Mineral density changes in bovine carious dentin after treatment with bioactive dental cements: a comparative micro-CT study

  • Aline Borburema Neves
  • Tamiris Gomes Bergstrom
  • Andréa Fonseca-Gonçalves
  • Thais Maria Pires dos Santos
  • Ricardo Tadeu Lopes
  • Aline de Almeida NevesEmail author
Original Article



To evaluate the potential of conventional glass ionomer cement (GIC), Biodentine™, MTA, and Portland cement to induce mineral density changes in carious dentin compared to zinc oxide eugenol control cement (ZOE).

Materials and methods

Fifty blocks of bovine root dentin were prepared and a biofilm model using ATCC strains of S.mutans, S.sobrinus, and L.casei was used to promote artificial dentin lesions. After demineralization, the blocks were randomly divided into the five cement groups. Half of the surface of each specimen received the tested material and the other half was covered with wax (control). Samples were stored in phosphate buffered saline solution for 30 days and after that were scanned in a micro-CT with standardized parameters. Dentin mineral density changes were calculated using differences in plot profiles of the exposed and control carious dentin. Friedman’s test, followed by Wilcoxon signed-rank test was used with 5% significance.


Mean ΔZ values for the cements were 48.63 ± 19.09 for the control (ZOE), 63.31 ± 32.59 for Biodentine™, 114.63 ± 72.92 for GIC, 109.56 ± 66.28 for MTA, and 106.88 ± 66.02 for Portland cement. All cements showed a statistically significant increase in ΔZ values compared to the control, but Biodentine™ values were statistically significantly lower compared to GIC and the other calcium silicate cements.
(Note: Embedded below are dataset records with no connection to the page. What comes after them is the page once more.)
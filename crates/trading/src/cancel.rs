//! Cancel confirmation routing
//!
//! The engine answers a cancel asynchronously. A waiter is registered under
//! the order id before the command goes out; the dispatcher completes it
//! once the matching `OrderStatusChange{cancelled}` or `OrderCancelFailed`
//! has been projected, so a caller that sees `Cancelled` also sees the
//! released funds.
//!
//! CRITICAL PROPERTIES:
//! - No caller waits longer than `attempts * timeout`
//! - An unconfirmed cancel ends in a compensating local cancellation: a
//!   synthetic cancel is projected and the cancel command is sent again

use parking_lot::Mutex;
use serde::Serialize;
use std::collections::{HashMap, HashSet};
use std::sync::atomic::{AtomicU64, Ordering};
use std::sync::Arc;
use std::time::Duration;
use tokio::sync::oneshot;
use tracing::{debug, error, info, warn};

use common::{now_nanos, AccountKey, OrderStatus};
use config::{CancelConfig, OrchestratorConfig};
use matching_engine::{CancelCommand, CancelFailReason, Command, EngineEvent, EventKind};
use observability::TradingMetrics;
use oms::{Order, Projector};

use crate::error::TradingError;
use crate::intake::find_order;
use crate::registry::{MarketHandle, MarketRegistry};
use crate::Result;

/// Result of a cancel request
#[derive(Debug, Clone, Copy, PartialEq, Eq, Serialize)]
#[serde(rename_all = "snake_case")]
pub enum CancelOutcome {
    Cancelled,
    AlreadyCancelled,
    AlreadyFilled,
    /// The engine refused; retried, then compensated
    CancelFailedFromMe,
    /// The cancel command could not be published
    SendingFailed,
}

impl CancelOutcome {
    pub fn as_str(&self) -> &'static str {
        match self {
            CancelOutcome::Cancelled => "cancelled",
            CancelOutcome::AlreadyCancelled => "already_cancelled",
            CancelOutcome::AlreadyFilled => "already_filled",
            CancelOutcome::CancelFailedFromMe => "cancel_failed_from_me",
            CancelOutcome::SendingFailed => "sending_failed",
        }
    }

    /// Final answers that need no retry
    pub fn is_settled(&self) -> bool {
        matches!(
            self,
            CancelOutcome::Cancelled | CancelOutcome::AlreadyCancelled | CancelOutcome::AlreadyFilled
        )
    }

    /// Outcome implied by an order that is already terminal
    pub fn for_terminal(status: OrderStatus) -> Option<Self> {
        match status {
            OrderStatus::Filled => Some(CancelOutcome::AlreadyFilled),
            OrderStatus::Cancelled => Some(CancelOutcome::AlreadyCancelled),
            _ => None,
        }
    }
}

impl From<CancelFailReason> for CancelOutcome {
    fn from(reason: CancelFailReason) -> Self {
        match reason {
            CancelFailReason::AlreadyFilled => CancelOutcome::AlreadyFilled,
            CancelFailReason::AlreadyCancelled => CancelOutcome::AlreadyCancelled,
            CancelFailReason::NotFound => CancelOutcome::CancelFailedFromMe,
        }
    }
}

// ============================================================================
// Router
// ============================================================================

/// One registered wait for a cancel answer
pub struct Waiter {
    order_id: u64,
    token: u64,
    receiver: oneshot::Receiver<CancelOutcome>,
}

type Pending = Vec<(u64, oneshot::Sender<CancelOutcome>)>;

#[derive(Default)]
pub struct CancelRouter {
    waiters: Mutex<HashMap<u64, Pending>>,
    next_token: AtomicU64,
}

impl CancelRouter {
    pub fn new() -> Self {
        Self::default()
    }

    pub fn register(&self, order_id: u64) -> Waiter {
        let token = self.next_token.fetch_add(1, Ordering::Relaxed);
        let (sender, receiver) = oneshot::channel();
        self.waiters
            .lock()
            .entry(order_id)
            .or_default()
            .push((token, sender));
        Waiter {
            order_id,
            token,
            receiver,
        }
    }

    /// Drop a waiter that timed out or whose command was never sent
    pub fn forget(&self, waiter: &Waiter) {
        let mut waiters = self.waiters.lock();
        if let Some(pending) = waiters.get_mut(&waiter.order_id) {
            pending.retain(|(token, _)| *token != waiter.token);
            if pending.is_empty() {
                waiters.remove(&waiter.order_id);
            }
        }
    }

    /// Complete every waiter of `order_id`; returns how many there were
    pub fn complete(&self, order_id: u64, outcome: CancelOutcome) -> usize {
        let Some(pending) = self.waiters.lock().remove(&order_id) else {
            return 0;
        };
        let count = pending.len();
        for (_, sender) in pending {
            let _ = sender.send(outcome);
        }
        debug!(order_id, outcome = outcome.as_str(), waiters = count, "Cancel waiters completed");
        count
    }

    /// Complete waiters answered by a projected engine event
    pub fn on_event(&self, event: &EngineEvent) -> usize {
        match &event.kind {
            EventKind::OrderStatusChange {
                order_id,
                status: OrderStatus::Cancelled,
                ..
            } => self.complete(*order_id, CancelOutcome::Cancelled),
            EventKind::OrderCancelFailed {
                order_id, reason, ..
            } => self.complete(*order_id, (*reason).into()),
            _ => 0,
        }
    }

    pub fn pending(&self) -> usize {
        self.waiters.lock().values().map(Vec::len).sum()
    }
}

// ============================================================================
// Cancel service
// ============================================================================

/// Attempts and per-attempt deadline of one cancel
#[derive(Debug, Clone, Copy, PartialEq, Eq)]
pub struct CancelPolicy {
    pub attempts: u32,
    pub timeout: Duration,
}

impl CancelPolicy {
    /// Synchronous API cancel: `1 + retries` attempts of `timeout_ms`
    pub fn api(config: &CancelConfig) -> Self {
        Self {
            attempts: config.retries.saturating_add(1),
            timeout: Duration::from_millis(config.timeout_ms),
        }
    }

    /// Sibling cancel: `cancel_attempts` sharing `cancel_budget_ms`
    pub fn orchestrator(config: &OrchestratorConfig) -> Self {
        let attempts = config.cancel_attempts.max(1);
        Self {
            attempts,
            timeout: Duration::from_millis(config.cancel_budget_ms / u64::from(attempts)),
        }
    }
}

pub struct CancelService {
    router: Arc<CancelRouter>,
    registry: Arc<MarketRegistry>,
    projector: Arc<Projector>,
    api_policy: CancelPolicy,
    /// Roots whose owner asked for cancellation; no follow-up orders
    user_cancelled: Mutex<HashSet<u64>>,
}

impl CancelService {
    pub fn new(
        router: Arc<CancelRouter>,
        registry: Arc<MarketRegistry>,
        projector: Arc<Projector>,
        api_policy: CancelPolicy,
    ) -> Self {
        Self {
            router,
            registry,
            projector,
            api_policy,
            user_cancelled: Mutex::new(HashSet::new()),
        }
    }

    pub fn router(&self) -> &Arc<CancelRouter> {
        &self.router
    }

    pub fn is_user_cancelled(&self, root_id: u64) -> bool {
        self.user_cancelled.lock().contains(&root_id)
    }

    pub fn clear_user_cancelled(&self, root_id: u64) {
        self.user_cancelled.lock().remove(&root_id);
    }

    /// Cancel on behalf of the owner and wait for the outcome
    ///
    /// Cancelling a root cancels every live order of its tree; cancelling
    /// a container cancels its legs.
    pub async fn cancel_order(&self, owner: AccountKey, order_id: u64) -> Result<CancelOutcome> {
        let order = find_order(&self.projector, order_id)
            .await?
            .filter(|o| o.owner() == owner)
            .ok_or(TradingError::NotFound(order_id))?;

        if let Some(outcome) = CancelOutcome::for_terminal(order.status) {
            return Ok(outcome);
        }
        self.user_cancelled.lock().insert(order.tree_root());

        let targets = self.targets(&order);
        info!(
            market = %order.market_id,
            order_id,
            owner = %owner,
            targets = targets.len(),
            "Cancel requested"
        );
        if targets.len() == 1 && targets[0].id == order.id {
            return Ok(self.cancel(&order, self.api_policy).await);
        }

        let outcomes = futures::future::join_all(
            targets
                .iter()
                .map(|target| self.cancel(target, self.api_policy)),
        )
        .await;
        Ok(Self::combine(&outcomes))
    }

    /// Live primitive orders a cancel of `order` has to reach
    fn targets(&self, order: &Order) -> Vec<Order> {
        let orders = self.projector.orders();
        let mut targets: Vec<Order> = if order.id == order.tree_root() {
            let mut tree = orders.get_tree(&order.market_id, order.id);
            tree.push(order.clone());
            tree
        } else if order.is_container() {
            order
                .legs()
                .filter_map(|id| orders.get(&order.market_id, id))
                .collect()
        } else {
            vec![order.clone()]
        };
        targets.retain(|o| !o.is_container() && !o.is_terminal());
        targets.sort_by_key(|o| o.id);
        targets
    }

    fn combine(outcomes: &[CancelOutcome]) -> CancelOutcome {
        if let Some(failed) = outcomes.iter().find(|o| !o.is_settled()) {
            return *failed;
        }
        if outcomes.contains(&CancelOutcome::Cancelled) {
            return CancelOutcome::Cancelled;
        }
        outcomes
            .first()
            .copied()
            .unwrap_or(CancelOutcome::AlreadyCancelled)
    }

    /// Cancel one primitive order under `policy`
    pub async fn cancel(&self, order: &Order, policy: CancelPolicy) -> CancelOutcome {
        let metrics = TradingMetrics::new(&order.market_id);
        let outcome = self.attempt_all(order, policy).await;
        metrics.record_cancel_outcome(outcome.as_str());
        outcome
    }

    async fn attempt_all(&self, order: &Order, policy: CancelPolicy) -> CancelOutcome {
        if let Some(outcome) = CancelOutcome::for_terminal(order.status) {
            return outcome;
        }
        let Some(handle) = self.registry.get(&order.market_id) else {
            warn!(market = %order.market_id, order_id = order.id, "No running engine for cancel");
            return CancelOutcome::SendingFailed;
        };

        for attempt in 1..=policy.attempts {
            let mut waiter = self.router.register(order.id);
            if let Err(e) = handle.submit(Self::command(order)).await {
                self.router.forget(&waiter);
                warn!(market = %order.market_id, order_id = order.id, error = %e, "Cancel not sent");
                return CancelOutcome::SendingFailed;
            }

            match tokio::time::timeout(policy.timeout, &mut waiter.receiver).await {
                Ok(Ok(outcome)) if outcome.is_settled() => return outcome,
                Ok(Ok(outcome)) => {
                    warn!(
                        market = %order.market_id,
                        order_id = order.id,
                        attempt,
                        outcome = outcome.as_str(),
                        "Engine refused cancel"
                    );
                }
                Ok(Err(_)) => {
                    warn!(market = %order.market_id, order_id = order.id, attempt, "Cancel waiter dropped");
                }
                Err(_) => {
                    self.router.forget(&waiter);
                    warn!(
                        market = %order.market_id,
                        order_id = order.id,
                        attempt,
                        timeout_ms = policy.timeout.as_millis() as u64,
                        "Cancel confirmation timed out"
                    );
                }
            }
        }

        self.compensate(order, &handle).await
    }

    /// Cancel locally, then tell the engine again
    async fn compensate(&self, order: &Order, handle: &MarketHandle) -> CancelOutcome {
        TradingMetrics::new(&order.market_id).record_compensation();
        warn!(market = %order.market_id, order_id = order.id, "Compensating unconfirmed cancel");

        let projection = match self
            .projector
            .apply_synthetic_cancel(&order.market_id, order.id, now_nanos())
            .await
        {
            Ok(projection) => projection,
            Err(e) => {
                error!(market = %order.market_id, order_id = order.id, error = %e, "Compensating cancel failed");
                return CancelOutcome::CancelFailedFromMe;
            }
        };

        if let Err(e) = handle.submit(Self::command(order)).await {
            warn!(market = %order.market_id, order_id = order.id, error = %e, "Cancel resend failed");
        }

        if projection.duplicate {
            // Became terminal while we were waiting
            let current = find_order(&self.projector, order.id).await.ok().flatten();
            return current
                .and_then(|o| CancelOutcome::for_terminal(o.status))
                .unwrap_or(CancelOutcome::AlreadyCancelled);
        }
        CancelOutcome::Cancelled
    }

    fn command(order: &Order) -> Command {
        Command::CancelOrder(CancelCommand {
            id: order.id,
            market_id: order.market_id.clone(),
            owner_id: order.owner_id,
            sub_account: order.sub_account,
        })
    }
}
Tested materials present potential to induce mineral density changes in carious bovine dentin. MTA, Portland, and GIC showed higher bioactivity potential than Biodentine™.

Clinical relevance

Based on minimally invasive concept, materials with remineralization potential can be used to preserve diseased but still repairable dental tissue.


Dentin caries Bioactive cements Micro-CT MTA Glass ionomer 



The authors are grateful to the Department of Pediatric Dentistry and Orthodontics in Federal University of Rio de Janeiro (UFRJ) and Laboratory for Nuclear Instrumentation (UFRJ).


The work was supported by the Department of Pediatric Dentistry and Orthodontics and Laboratory for Nuclear Instrumentation of Federal University of Rio de Janeiro. This study was supported by the Coordenação de Aperfeiçoamento de Pessoal de Nível Superior (CAPES), Conselho Nacional de Pesquisa Científica (CNPq), and Fundação Carlos Chagas de Amparo à Pesquisa do Estado do Rio de Janeiro (FAPERJ).

Compliance with ethical standards

Conflict of interest

The authors declare that they have no conflict of interest.

Ethical approval

This article does not contain any studies with human participants or animals performed by any of the authors.

Informed consent

For this type of study, formal consent is not required.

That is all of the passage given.